Hydroponics 101 - Soilless Salad

 

by Dr. Chris Kline

Gourmet salad greens are becoming increasingly popular for hydroponics growers, and for good reason. The nutritional value and flavor of common iceberg lettuce pales when compared to other salad greens, a fact realized by more and more higher end grocers, restaurants and gourmet food consumers. For
those willing to pay higher prices, the selection of commercially available designer greens is increasing, but it pales in comparison to the variety available to those smart enough to grow their own.

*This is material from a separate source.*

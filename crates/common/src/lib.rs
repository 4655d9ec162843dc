mod types;

pub use types::OrderId;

Lettuce and other greens are some of the most versatile, easy to grow, and well suited plants for hydroponics growing for the following reasons:

Nitrogen Supply – Unlike most of the fruiting vegetables, lettuce and greens need a high nitrogen supply for rapid growth and prolific production of succulent green leaves. What better growing method to easily provide a continuous supply of nitrogen and other nutrients to support this rapid foliage growth than hydroponics.

Cool Environment – Even the so-called heat tolerant varieties of lettuce do best when kept in a cool moist environment. There is an evaporative cooling effect when growing plants in hydroponics that directly benefits lettuce production. Hydroponics units offer a space saving growing environment that is well suited to indoor and greenhouse gardens which can be climate controlled.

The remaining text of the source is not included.